The idea took shape in 1976, when Frank Liberto, founder of Ricos Products, saw an opportunity. Nachos themselves had been around since 1943, when Ignacio Anaya improvised the dish just across the border in Mexico. By the 1960s and 70s, nachos were popular in Texas restaurants and fairs, but the traditional process took 10–15 minutes to prepare, far too slow for stadium concessions. Liberto believed the snack could work at scale, if it was completely rebuilt for speed. He brought that vision to the Rangers at Arlington Stadium.
The Rangers were hesitant. Nachos weren’t proven. Team officials worried the unfamiliar food would cut into hot dog and popcorn sales, slow concession lines, and disrupt a system built on efficiency and predictability. Still, they struck a cautious agreement. Liberto could sell nachos only from separate carts, had to build and operate them himself, and would take on all the financial risk. One more key condition: jalapeños would be included on every order, not optional. The logic was simple: spicy food makes fans thirsty, and thirsty fans buy more beer and soda.

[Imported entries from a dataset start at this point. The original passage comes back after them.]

use crate::types::{CameraConfig, Frame};
use anyhow::{bail, Context, Result};
use opencv::{
    core::Mat,
    imgproc,
    prelude::*,
    videoio::{self, VideoCapture, VideoCaptureTrait, VideoCaptureTraitConst},
};
use std::time::Instant;
use tracing::info;

/// Live capture from a V4L/OpenCV camera device, fixed format requested at
/// open time.
pub struct Camera {
    cap: VideoCapture,
    pub width: i32,
    pub height: i32,
    pub fps: f64,
    started: Instant,
}

impl Camera {
    pub fn open(config: &CameraConfig) -> Result<Self> {
        info!("Opening camera device {}", config.device_index);

        let mut cap = VideoCapture::new(config.device_index, videoio::CAP_ANY)
            .context("failed to create camera capture")?;
        if !cap.is_opened()? {
            bail!("camera device {} could not be opened", config.device_index);
        }

        cap.set(videoio::CAP_PROP_FRAME_WIDTH, config.width as f64)?;
        cap.set(videoio::CAP_PROP_FRAME_HEIGHT, config.height as f64)?;
        cap.set(videoio::CAP_PROP_FPS, config.fps as f64)?;

        // The driver may not honor the request; report what we actually got.
        let width = VideoCaptureTraitConst::get(&cap, videoio::CAP_PROP_FRAME_WIDTH)? as i32;
        let height = VideoCaptureTraitConst::get(&cap, videoio::CAP_PROP_FRAME_HEIGHT)? as i32;
        let mut fps = VideoCaptureTraitConst::get(&cap, videoio::CAP_PROP_FPS)?;
        if fps <= 0.0 {
            fps = config.fps as f64;
        }

        if width != config.width || height != config.height {
            info!(
                "Camera negotiated {}x{} instead of the requested {}x{}",
                width, height, config.width, config.height
            );
        }
        info!("Camera configured: {}x{} @ {:.1} FPS", width, height, fps);

        Ok(Self {
            cap,
            width,
            height,
            fps,
            started: Instant::now(),
        })
    }

    /// Grab the next frame as packed RGB. A live camera has no EOF, so an
    /// empty grab is an error.
    pub fn read_frame(&mut self) -> Result<Frame> {
        let mut mat = Mat::default();

        if !VideoCaptureTrait::read(&mut self.cap, &mut mat)? || mat.empty() {
            bail!("camera returned an empty frame");
        }

        let mut rgb_mat = Mat::default();
        imgproc::cvt_color(&mat, &mut rgb_mat, imgproc::COLOR_BGR2RGB, 0)?;

        let data = rgb_mat.data_bytes()?.to_vec();

        Ok(Frame {
            data,
            width: self.width as usize,
            height: self.height as usize,
            timestamp_ms: self.started.elapsed().as_secs_f64() * 1000.0,
        })
    }
}
use crate::detection::Detection;
use crate::types::LaneCounts;

/// Partition detections into the two lanes by bounding-box horizontal
/// midpoint. Lane A is the left half; a midpoint exactly on the centerline
/// counts for lane B.
pub fn count_lanes(detections: &[Detection], frame_width: usize) -> LaneCounts {
    let centerline = frame_width as f32 / 2.0;

    let mut counts = LaneCounts::default();
    for detection in detections {
        if detection.center_x() < centerline {
            counts.lane_a += 1;
        } else {
            counts.lane_b += 1;
        }
    }
    counts
}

Liberto responded by reinventing nachos for stadium scale. He developed a pourable, shelf-stable cheese sauce that could be heated quickly and served instantly, no baking, no plates, no waiting. What the Rangers feared would hurt concessions ended up expanding the entire concession economy.
The impact was immediate. In the first season, Rangers fans bought nachos at a rate of roughly one order for every 2.5 fans, generating around $800,000 in revenue. Popcorn. once the king of ballpark snacks, was purchased by only one in 14 fans. By 1979, the Rangers sold approximately 531,000 orders of nachos in a single season, compared to just 92,000 orders of popcorn. Nachos didn’t just catch on, they dominated.
After the success at Arlington Stadium, nachos were popularized nationally. Word spread to other teams, and a mention by broadcaster Howard Cosell on Monday Night Football in the late 1970s helped accelerate their rise beyond baseball. Within a few years, what started as a cautious experiment in Arlington became a stadium staple across the country.
The cheese sauce created for those first Rangers carts became the foundation of Ricos Products, launching a concession empire. The company is headquartered in San Antonio, but still operates a manufacturing facility in the city where its famous nacho sauce was born.
Today, Ricos products are featured in 100+ stadiums nationwide, appear in roughly 60% of U.S. movie theaters, and generate over $150 million in annual revenue.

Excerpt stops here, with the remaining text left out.